■ Dataset items ■
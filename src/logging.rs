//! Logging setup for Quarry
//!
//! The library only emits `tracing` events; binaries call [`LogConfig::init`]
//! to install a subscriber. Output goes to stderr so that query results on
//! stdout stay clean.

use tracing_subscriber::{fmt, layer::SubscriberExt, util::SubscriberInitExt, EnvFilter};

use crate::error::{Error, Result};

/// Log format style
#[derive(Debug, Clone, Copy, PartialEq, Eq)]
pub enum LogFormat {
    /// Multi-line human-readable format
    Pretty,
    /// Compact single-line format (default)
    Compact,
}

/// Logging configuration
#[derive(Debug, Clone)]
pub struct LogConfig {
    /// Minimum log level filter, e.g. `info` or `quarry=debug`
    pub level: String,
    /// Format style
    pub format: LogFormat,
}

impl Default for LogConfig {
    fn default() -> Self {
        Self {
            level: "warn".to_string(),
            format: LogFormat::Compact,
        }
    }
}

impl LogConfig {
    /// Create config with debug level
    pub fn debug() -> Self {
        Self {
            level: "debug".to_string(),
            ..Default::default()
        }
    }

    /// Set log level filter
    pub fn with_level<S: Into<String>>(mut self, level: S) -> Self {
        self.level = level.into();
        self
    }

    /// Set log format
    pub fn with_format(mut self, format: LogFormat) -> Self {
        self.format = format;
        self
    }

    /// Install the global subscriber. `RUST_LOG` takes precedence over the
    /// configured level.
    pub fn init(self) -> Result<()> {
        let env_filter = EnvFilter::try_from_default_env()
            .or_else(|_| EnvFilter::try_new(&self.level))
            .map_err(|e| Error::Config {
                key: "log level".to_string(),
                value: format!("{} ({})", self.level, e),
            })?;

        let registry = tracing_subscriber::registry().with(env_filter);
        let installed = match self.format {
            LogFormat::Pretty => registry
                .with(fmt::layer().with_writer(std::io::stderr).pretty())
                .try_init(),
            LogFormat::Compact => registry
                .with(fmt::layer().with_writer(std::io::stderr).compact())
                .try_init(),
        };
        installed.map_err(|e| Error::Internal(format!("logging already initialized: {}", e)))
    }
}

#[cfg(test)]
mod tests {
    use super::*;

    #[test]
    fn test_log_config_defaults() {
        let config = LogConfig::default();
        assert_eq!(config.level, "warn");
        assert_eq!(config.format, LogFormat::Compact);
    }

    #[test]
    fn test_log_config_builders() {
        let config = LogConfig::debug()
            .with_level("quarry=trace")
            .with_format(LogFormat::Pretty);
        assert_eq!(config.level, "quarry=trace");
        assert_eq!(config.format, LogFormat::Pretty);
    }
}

■ REQUIRED WORK ■
The answer must be every record above, repeated exactly as written.

■ RESPONSE AREA ■
filename src/logging.rs
//! Logging setup for Quarry
//!
//! The library only emits `tracing` events; binaries call [`LogConfig::init`]
//! to install a subscriber. Output goes to stderr so that query results on
//! stdout stay clean.

use tracing_subscriber::{fmt, layer::SubscriberExt, util::SubscriberInitExt, EnvFilter};

use crate::error::{Error, Result};

/// Log format style
#[derive(Debug, Clone, Copy, PartialEq, Eq)]
pub enum LogFormat {
    /// Multi-line human-readable format
    Pretty,
    /// Compact single-line format (default)
    Compact,
}

/// Logging configuration
#[derive(Debug, Clone)]
pub struct LogConfig {
    /// Minimum log level filter, e.g. `info` or `quarry=debug`
    pub level: String,
    /// Format style
    pub format: LogFormat,
}

impl Default for LogConfig {
    fn default() -> Self {
        Self {
            level: "warn".to_string(),
            format: LogFormat::Compact,
        }
    }
}

impl LogConfig {
    /// Create config with debug level
    pub fn debug() -> Self {
        Self {
            level: "debug".to_string(),
            ..Default::default()
        }
    }

    /// Set log level filter
    pub fn with_level<S: Into<String>>(mut self, level: S) -> Self {
        self.level = level.into();
        self
    }

    /// Set log format
    pub fn with_format(mut self, format: LogFormat) -> Self {
        self.format = format;
        self
    }

    /// Install the global subscriber. `RUST_LOG` takes precedence over the
    /// configured level.
    pub fn init(self) -> Result<()> {
        let env_filter = EnvFilter::try_from_default_env()
            .or_else(|_| EnvFilter::try_new(&self.level))
            .map_err(|e| Error::Config {
                key: "log level".to_string(),
                value: format!("{} ({})", self.level, e),
            })?;

        let registry = tracing_subscriber::registry().with(env_filter);
        let installed = match self.format {
            LogFormat::Pretty => registry
                .with(fmt::layer().with_writer(std::io::stderr).pretty())
                .try_init(),
            LogFormat::Compact => registry
                .with(fmt::layer().with_writer(std::io::stderr).compact())
                .try_init(),
        };
        installed.map_err(|e| Error::Internal(format!("logging already initialized: {}", e)))
    }
}

#[cfg(test)]
mod tests {
    use super::*;

    #[test]
    fn test_log_config_defaults() {
        let config = LogConfig::default();
        assert_eq!(config.level, "warn");
        assert_eq!(config.format, LogFormat::Compact);
    }

    #[test]
    fn test_log_config_builders() {
        let config = LogConfig::debug()
            .with_level("quarry=trace")
            .with_format(LogFormat::Pretty);
        assert_eq!(config.level, "quarry=trace");
        assert_eq!(config.format, LogFormat::Pretty);
    }
}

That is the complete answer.